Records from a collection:
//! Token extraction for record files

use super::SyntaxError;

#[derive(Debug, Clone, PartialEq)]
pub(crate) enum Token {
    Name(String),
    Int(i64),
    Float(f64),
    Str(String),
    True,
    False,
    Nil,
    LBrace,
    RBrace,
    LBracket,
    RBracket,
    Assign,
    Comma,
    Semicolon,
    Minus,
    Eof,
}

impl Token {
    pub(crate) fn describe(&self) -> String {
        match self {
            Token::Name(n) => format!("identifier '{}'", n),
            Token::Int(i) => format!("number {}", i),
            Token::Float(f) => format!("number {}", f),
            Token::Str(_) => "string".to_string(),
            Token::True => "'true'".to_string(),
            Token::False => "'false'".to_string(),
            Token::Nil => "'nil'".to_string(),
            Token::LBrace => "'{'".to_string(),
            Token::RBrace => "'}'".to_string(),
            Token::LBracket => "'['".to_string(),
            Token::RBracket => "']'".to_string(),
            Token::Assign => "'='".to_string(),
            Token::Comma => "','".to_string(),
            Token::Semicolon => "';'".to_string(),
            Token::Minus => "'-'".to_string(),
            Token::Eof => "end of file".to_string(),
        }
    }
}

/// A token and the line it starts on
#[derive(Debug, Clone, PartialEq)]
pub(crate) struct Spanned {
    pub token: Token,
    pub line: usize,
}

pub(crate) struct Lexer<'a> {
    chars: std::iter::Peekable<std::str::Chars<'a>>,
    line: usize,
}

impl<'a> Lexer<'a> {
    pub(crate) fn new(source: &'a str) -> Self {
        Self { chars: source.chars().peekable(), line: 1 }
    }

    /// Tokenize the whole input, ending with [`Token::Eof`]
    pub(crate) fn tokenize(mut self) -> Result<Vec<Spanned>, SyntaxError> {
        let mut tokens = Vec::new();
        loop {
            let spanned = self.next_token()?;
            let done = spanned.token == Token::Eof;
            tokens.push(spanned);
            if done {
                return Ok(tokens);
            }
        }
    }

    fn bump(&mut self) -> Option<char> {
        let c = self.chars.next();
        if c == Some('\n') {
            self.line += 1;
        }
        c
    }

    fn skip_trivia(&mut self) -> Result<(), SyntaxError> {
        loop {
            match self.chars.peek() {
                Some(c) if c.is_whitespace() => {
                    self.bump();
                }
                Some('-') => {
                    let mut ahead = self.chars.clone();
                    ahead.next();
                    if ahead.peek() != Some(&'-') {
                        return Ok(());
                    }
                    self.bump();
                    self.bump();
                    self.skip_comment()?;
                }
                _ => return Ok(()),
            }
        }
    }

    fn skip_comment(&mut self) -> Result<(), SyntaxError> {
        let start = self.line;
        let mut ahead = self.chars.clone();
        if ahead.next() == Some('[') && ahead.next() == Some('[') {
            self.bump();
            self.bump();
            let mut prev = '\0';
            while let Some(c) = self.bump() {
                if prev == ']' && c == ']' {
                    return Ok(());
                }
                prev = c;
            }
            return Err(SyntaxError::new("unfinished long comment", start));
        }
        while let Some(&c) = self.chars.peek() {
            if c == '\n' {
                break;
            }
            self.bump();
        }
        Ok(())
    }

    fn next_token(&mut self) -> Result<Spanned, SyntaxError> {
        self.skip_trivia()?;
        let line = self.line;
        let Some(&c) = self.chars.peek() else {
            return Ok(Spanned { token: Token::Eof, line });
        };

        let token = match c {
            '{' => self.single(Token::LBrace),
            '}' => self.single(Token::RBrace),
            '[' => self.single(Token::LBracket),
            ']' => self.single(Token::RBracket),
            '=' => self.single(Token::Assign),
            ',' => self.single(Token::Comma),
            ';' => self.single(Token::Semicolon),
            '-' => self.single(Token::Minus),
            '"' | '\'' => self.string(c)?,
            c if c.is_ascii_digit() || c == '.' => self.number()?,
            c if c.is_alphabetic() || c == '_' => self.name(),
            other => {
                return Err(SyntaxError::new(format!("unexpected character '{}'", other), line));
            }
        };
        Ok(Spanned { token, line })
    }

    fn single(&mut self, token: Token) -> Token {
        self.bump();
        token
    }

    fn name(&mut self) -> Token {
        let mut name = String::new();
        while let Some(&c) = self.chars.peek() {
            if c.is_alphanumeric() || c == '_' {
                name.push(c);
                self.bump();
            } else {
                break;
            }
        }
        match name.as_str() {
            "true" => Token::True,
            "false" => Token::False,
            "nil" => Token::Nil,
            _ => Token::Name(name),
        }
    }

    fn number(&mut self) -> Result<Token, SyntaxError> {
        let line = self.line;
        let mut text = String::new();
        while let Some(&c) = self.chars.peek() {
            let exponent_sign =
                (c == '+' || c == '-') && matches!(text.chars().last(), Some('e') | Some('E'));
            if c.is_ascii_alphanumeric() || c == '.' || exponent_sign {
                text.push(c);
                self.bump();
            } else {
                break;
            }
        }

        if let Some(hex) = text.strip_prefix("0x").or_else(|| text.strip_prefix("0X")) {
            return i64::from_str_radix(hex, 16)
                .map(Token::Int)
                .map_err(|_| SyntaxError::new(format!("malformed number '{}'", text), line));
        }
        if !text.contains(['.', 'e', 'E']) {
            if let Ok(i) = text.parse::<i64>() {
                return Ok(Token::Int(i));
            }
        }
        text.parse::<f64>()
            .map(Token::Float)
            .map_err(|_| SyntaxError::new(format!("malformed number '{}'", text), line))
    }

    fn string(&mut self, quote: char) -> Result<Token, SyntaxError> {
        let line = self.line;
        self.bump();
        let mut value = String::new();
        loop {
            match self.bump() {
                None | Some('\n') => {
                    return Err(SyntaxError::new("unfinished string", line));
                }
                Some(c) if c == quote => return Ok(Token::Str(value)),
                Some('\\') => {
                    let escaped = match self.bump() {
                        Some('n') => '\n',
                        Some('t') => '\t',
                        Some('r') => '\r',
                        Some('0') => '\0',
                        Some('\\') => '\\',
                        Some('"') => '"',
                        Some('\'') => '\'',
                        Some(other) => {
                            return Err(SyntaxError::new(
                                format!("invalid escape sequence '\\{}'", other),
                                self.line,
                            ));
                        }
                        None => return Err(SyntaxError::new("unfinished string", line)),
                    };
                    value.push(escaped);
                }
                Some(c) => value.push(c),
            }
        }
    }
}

To do ▸ The data above should be duplicated exactly and completely.

Your solution ▸
//! Token extraction for record files

use super::SyntaxError;

#[derive(Debug, Clone, PartialEq)]
pub(crate) enum Token {
    Name(String),
    Int(i64),
    Float(f64),
    Str(String),
    True,
    False,
    Nil,
    LBrace,
    RBrace,
    LBracket,
    RBracket,
    Assign,
    Comma,
    Semicolon,
    Minus,
    Eof,
}

impl Token {
    pub(crate) fn describe(&self) -> String {
        match self {
            Token::Name(n) => format!("identifier '{}'", n),
            Token::Int(i) => format!("number {}", i),
            Token::Float(f) => format!("number {}", f),
            Token::Str(_) => "string".to_string(),
            Token::True => "'true'".to_string(),
            Token::False => "'false'".to_string(),
            Token::Nil => "'nil'".to_string(),
            Token::LBrace => "'{'".to_string(),
            Token::RBrace => "'}'".to_string(),
            Token::LBracket => "'['".to_string(),
            Token::RBracket => "']'".to_string(),
            Token::Assign => "'='".to_string(),
            Token::Comma => "','".to_string(),
            Token::Semicolon => "';'".to_string(),
            Token::Minus => "'-'".to_string(),
            Token::Eof => "end of file".to_string(),
        }
    }
}

/// A token and the line it starts on
#[derive(Debug, Clone, PartialEq)]
pub(crate) struct Spanned {
    pub token: Token,
    pub line: usize,
}

pub(crate) struct Lexer<'a> {
    chars: std::iter::Peekable<std::str::Chars<'a>>,
    line: usize,
}

impl<'a> Lexer<'a> {
    pub(crate) fn new(source: &'a str) -> Self {
        Self { chars: source.chars().peekable(), line: 1 }
    }

    /// Tokenize the whole input, ending with [`Token::Eof`]
    pub(crate) fn tokenize(mut self) -> Result<Vec<Spanned>, SyntaxError> {
        let mut tokens = Vec::new();
        loop {
            let spanned = self.next_token()?;
            let done = spanned.token == Token::Eof;
            tokens.push(spanned);
            if done {
                return Ok(tokens);
            }
        }
    }

    fn bump(&mut self) -> Option<char> {
        let c = self.chars.next();
        if c == Some('\n') {
            self.line += 1;
        }
        c
    }

    fn skip_trivia(&mut self) -> Result<(), SyntaxError> {
        loop {
            match self.chars.peek() {
                Some(c) if c.is_whitespace() => {
                    self.bump();
                }
                Some('-') => {
                    let mut ahead = self.chars.clone();
                    ahead.next();
                    if ahead.peek() != Some(&'-') {
                        return Ok(());
                    }
                    self.bump();
                    self.bump();
                    self.skip_comment()?;
                }
                _ => return Ok(()),
            }
        }
    }

    fn skip_comment(&mut self) -> Result<(), SyntaxError> {
        let start = self.line;
        let mut ahead = self.chars.clone();
        if ahead.next() == Some('[') && ahead.next() == Some('[') {
            self.bump();
            self.bump();
            let mut prev = '\0';
            while let Some(c) = self.bump() {
                if prev == ']' && c == ']' {
                    return Ok(());
                }
                prev = c;
            }
            return Err(SyntaxError::new("unfinished long comment", start));
        }
        while let Some(&c) = self.chars.peek() {
            if c == '\n' {
                break;
            }
            self.bump();
        }
        Ok(())
    }

    fn next_token(&mut self) -> Result<Spanned, SyntaxError> {
        self.skip_trivia()?;
        let line = self.line;
        let Some(&c) = self.chars.peek() else {
            return Ok(Spanned { token: Token::Eof, line });
        };

        let token = match c {
            '{' => self.single(Token::LBrace),
            '}' => self.single(Token::RBrace),
            '[' => self.single(Token::LBracket),
            ']' => self.single(Token::RBracket),
            '=' => self.single(Token::Assign),
            ',' => self.single(Token::Comma),
            ';' => self.single(Token::Semicolon),
            '-' => self.single(Token::Minus),
            '"' | '\'' => self.string(c)?,
            c if c.is_ascii_digit() || c == '.' => self.number()?,
            c if c.is_alphabetic() || c == '_' => self.name(),
            other => {
                return Err(SyntaxError::new(format!("unexpected character '{}'", other), line));
            }
        };
        Ok(Spanned { token, line })
    }

    fn single(&mut self, token: Token) -> Token {
        self.bump();
        token
    }

    fn name(&mut self) -> Token {
        let mut name = String::new();
        while let Some(&c) = self.chars.peek() {
            if c.is_alphanumeric() || c == '_' {
                name.push(c);
                self.bump();
            } else {
                break;
            }
        }
        match name.as_str() {
            "true" => Token::True,
            "false" => Token::False,
            "nil" => Token::Nil,
            _ => Token::Name(name),
        }
    }

    fn number(&mut self) -> Result<Token, SyntaxError> {
        let line = self.line;
        let mut text = String::new();
        while let Some(&c) = self.chars.peek() {
            let exponent_sign =
                (c == '+' || c == '-') && matches!(text.chars().last(), Some('e') | Some('E'));
            if c.is_ascii_alphanumeric() || c == '.' || exponent_sign {
                text.push(c);
                self.bump();
            } else {
                break;
            }
        }

        if let Some(hex) = text.strip_prefix("0x").or_else(|| text.strip_prefix("0X")) {
            return i64::from_str_radix(hex, 16)
                .map(Token::Int)
                .map_err(|_| SyntaxError::new(format!("malformed number '{}'", text), line));
        }
        if !text.contains(['.', 'e', 'E']) {
            if let Ok(i) = text.parse::<i64>() {
                return Ok(Token::Int(i));
            }
        }
        text.parse::<f64>()
            .map(Token::Float)
            .map_err(|_| SyntaxError::new(format!("malformed number '{}'", text), line))
    }

    fn string(&mut self, quote: char) -> Result<Token, SyntaxError> {
        let line = self.line;
        self.bump();
        let mut value = String::new();
        loop {
            match self.bump() {
                None | Some('\n') => {
                    return Err(SyntaxError::new("unfinished string", line));
                }
                Some(c) if c == quote => return Ok(Token::Str(value)),
                Some('\\') => {
                    let escaped = match self.bump() {
                        Some('n') => '\n',
                        Some('t') => '\t',
                        Some('r') => '\r',
                        Some('0') => '\0',
                        Some('\\') => '\\',
                        Some('"') => '"',
                        Some('\'') => '\'',
                        Some(other) => {
                            return Err(SyntaxError::new(
                                format!("invalid escape sequence '\\{}'", other),
                                self.line,
                            ));
                        }
                        None => return Err(SyntaxError::new("unfinished string", line)),
                    };
                    value.push(escaped);
                }
                Some(c) => value.push(c),
            }
        }
    }
}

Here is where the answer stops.